§ What you will do: Print each entry verbatim.

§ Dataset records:

-*-

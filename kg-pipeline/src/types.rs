use std::collections::BTreeMap;

use serde::{Deserialize, Serialize};

/// One occurrence of a candidate entity inside a single document. Offsets
/// are character positions into the source text.
#[derive(Debug, Clone, Serialize, Deserialize, PartialEq)]
pub struct EntityMention {
    pub id: String,
    pub name: String,
    pub entity_type: String,
    pub start_pos: usize,
    pub end_pos: usize,
    #[serde(default)]
    pub confidence: Option<f32>,
}

/// The canonical entity a cluster of mentions collapses into.
///
/// Every mention id of a job either is an `AlignedEntity` id or appears in
/// exactly one `merged_ids` set.
#[derive(Debug, Clone, Serialize, Deserialize, PartialEq)]
pub struct AlignedEntity {
    pub id: String,
    pub name: String,
    pub entity_type: String,
    pub merged_ids: Vec<String>,
    #[serde(default)]
    pub attributes: BTreeMap<String, String>,
}

#[derive(Debug, Clone, Copy, Serialize, Deserialize, PartialEq, Eq)]
#[serde(rename_all = "lowercase")]
pub enum TripleSource {
    Extracted,
    Completed,
}

/// A directed edge over aligned-entity ids.
#[derive(Debug, Clone, Serialize, Deserialize, PartialEq)]
pub struct Triple {
    pub head_id: String,
    pub relation: String,
    pub tail_id: String,
    #[serde(default)]
    pub confidence: Option<f32>,
    pub source: TripleSource,
}

impl Triple {
    pub fn extracted(head_id: String, relation: String, tail_id: String) -> Self {
        Self {
            head_id,
            relation,
            tail_id,
            confidence: None,
            source: TripleSource::Extracted,
        }
    }

    pub fn completed(head_id: String, relation: String, tail_id: String) -> Self {
        Self {
            head_id,
            relation,
            tail_id,
            confidence: None,
            source: TripleSource::Completed,
        }
    }

    /// Identity used for de-duplication; source and confidence do not
    /// distinguish edges.
    pub fn key(&self) -> (&str, &str, &str) {
        (&self.head_id, &self.relation, &self.tail_id)
    }
}

/// Returns the character-offset slice `[start, end)` of `text`, or `None`
/// when the bounds do not fit.
pub fn char_slice(text: &str, start: usize, end: usize) -> Option<String> {
    if start >= end {
        return None;
    }
    let collected: String = text.chars().skip(start).take(end - start).collect();
    if collected.chars().count() == end - start {
        Some(collected)
    } else {
        None
    }
}

/// Converts a byte offset produced by the regex engine into a character
/// offset into the same text.
pub fn byte_to_char_offset(text: &str, byte_offset: usize) -> usize {
    text.get(..byte_offset)
        .map_or_else(|| text.chars().count(), |prefix| prefix.chars().count())
}

#[cfg(test)]
mod tests {
    use super::*;

    #[test]
    fn char_slice_handles_cjk() {
        let text = "百度公司于2023年";
        assert_eq!(char_slice(text, 0, 4).as_deref(), Some("百度公司"));
        assert_eq!(char_slice(text, 4, 5).as_deref(), Some("于"));
        assert!(char_slice(text, 5, 20).is_none());
        assert!(char_slice(text, 3, 3).is_none());
    }

    #[test]
    fn byte_offsets_translate_to_char_offsets() {
        let text = "ab百度cd";
        let byte_pos = text.find("cd").unwrap();
        assert_eq!(byte_to_char_offset(text, byte_pos), 4);
        assert_eq!(byte_to_char_offset(text, 0), 0);
    }

    #[test]
    fn triple_key_ignores_source() {
        let a = Triple::extracted("h".into(), "r".into(), "t".into());
        let b = Triple::completed("h".into(), "r".into(), "t".into());
        assert_eq!(a.key(), b.key());
    }
}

-*-

§ Your response:
filename kg-pipeline/src/types.rs
use std::collections::BTreeMap;

use serde::{Deserialize, Serialize};

/// One occurrence of a candidate entity inside a single document. Offsets
/// are character positions into the source text.
#[derive(Debug, Clone, Serialize, Deserialize, PartialEq)]
pub struct EntityMention {
    pub id: String,
    pub name: String,
    pub entity_type: String,
    pub start_pos: usize,
    pub end_pos: usize,
    #[serde(default)]
    pub confidence: Option<f32>,
}

/// The canonical entity a cluster of mentions collapses into.
///
/// Every mention id of a job either is an `AlignedEntity` id or appears in
/// exactly one `merged_ids` set.
#[derive(Debug, Clone, Serialize, Deserialize, PartialEq)]
pub struct AlignedEntity {
    pub id: String,
    pub name: String,
    pub entity_type: String,
    pub merged_ids: Vec<String>,
    #[serde(default)]
    pub attributes: BTreeMap<String, String>,
}

#[derive(Debug, Clone, Copy, Serialize, Deserialize, PartialEq, Eq)]
#[serde(rename_all = "lowercase")]
pub enum TripleSource {
    Extracted,
    Completed,
}

/// A directed edge over aligned-entity ids.
#[derive(Debug, Clone, Serialize, Deserialize, PartialEq)]
pub struct Triple {
    pub head_id: String,
    pub relation: String,
    pub tail_id: String,
    #[serde(default)]
    pub confidence: Option<f32>,
    pub source: TripleSource,
}

impl Triple {
    pub fn extracted(head_id: String, relation: String, tail_id: String) -> Self {
        Self {
            head_id,
            relation,
            tail_id,
            confidence: None,
            source: TripleSource::Extracted,
        }
    }

    pub fn completed(head_id: String, relation: String, tail_id: String) -> Self {
        Self {
            head_id,
            relation,
            tail_id,
            confidence: None,
            source: TripleSource::Completed,
        }
    }

    /// Identity used for de-duplication; source and confidence do not
    /// distinguish edges.
    pub fn key(&self) -> (&str, &str, &str) {
        (&self.head_id, &self.relation, &self.tail_id)
    }
}

/// Returns the character-offset slice `[start, end)` of `text`, or `None`
/// when the bounds do not fit.
pub fn char_slice(text: &str, start: usize, end: usize) -> Option<String> {
    if start >= end {
        return None;
    }
    let collected: String = text.chars().skip(start).take(end - start).collect();
    if collected.chars().count() == end - start {
        Some(collected)
    } else {
        None
    }
}

/// Converts a byte offset produced by the regex engine into a character
/// offset into the same text.
pub fn byte_to_char_offset(text: &str, byte_offset: usize) -> usize {
    text.get(..byte_offset)
        .map_or_else(|| text.chars().count(), |prefix| prefix.chars().count())
}

#[cfg(test)]
mod tests {
    use super::*;

    #[test]
    fn char_slice_handles_cjk() {
        let text = "百度公司于2023年";
        assert_eq!(char_slice(text, 0, 4).as_deref(), Some("百度公司"));
        assert_eq!(char_slice(text, 4, 5).as_deref(), Some("于"));
        assert!(char_slice(text, 5, 20).is_none());
        assert!(char_slice(text, 3, 3).is_none());
    }

    #[test]
    fn byte_offsets_translate_to_char_offsets() {
        let text = "ab百度cd";
        let byte_pos = text.find("cd").unwrap();
        assert_eq!(byte_to_char_offset(text, byte_pos), 4);
        assert_eq!(byte_to_char_offset(text, 0), 0);
    }

    #[test]
    fn triple_key_ignores_source() {
        let a = Triple::extracted("h".into(), "r".into(), "t".into());
        let b = Triple::completed("h".into(), "r".into(), "t".into());
        assert_eq!(a.key(), b.key());
    }
}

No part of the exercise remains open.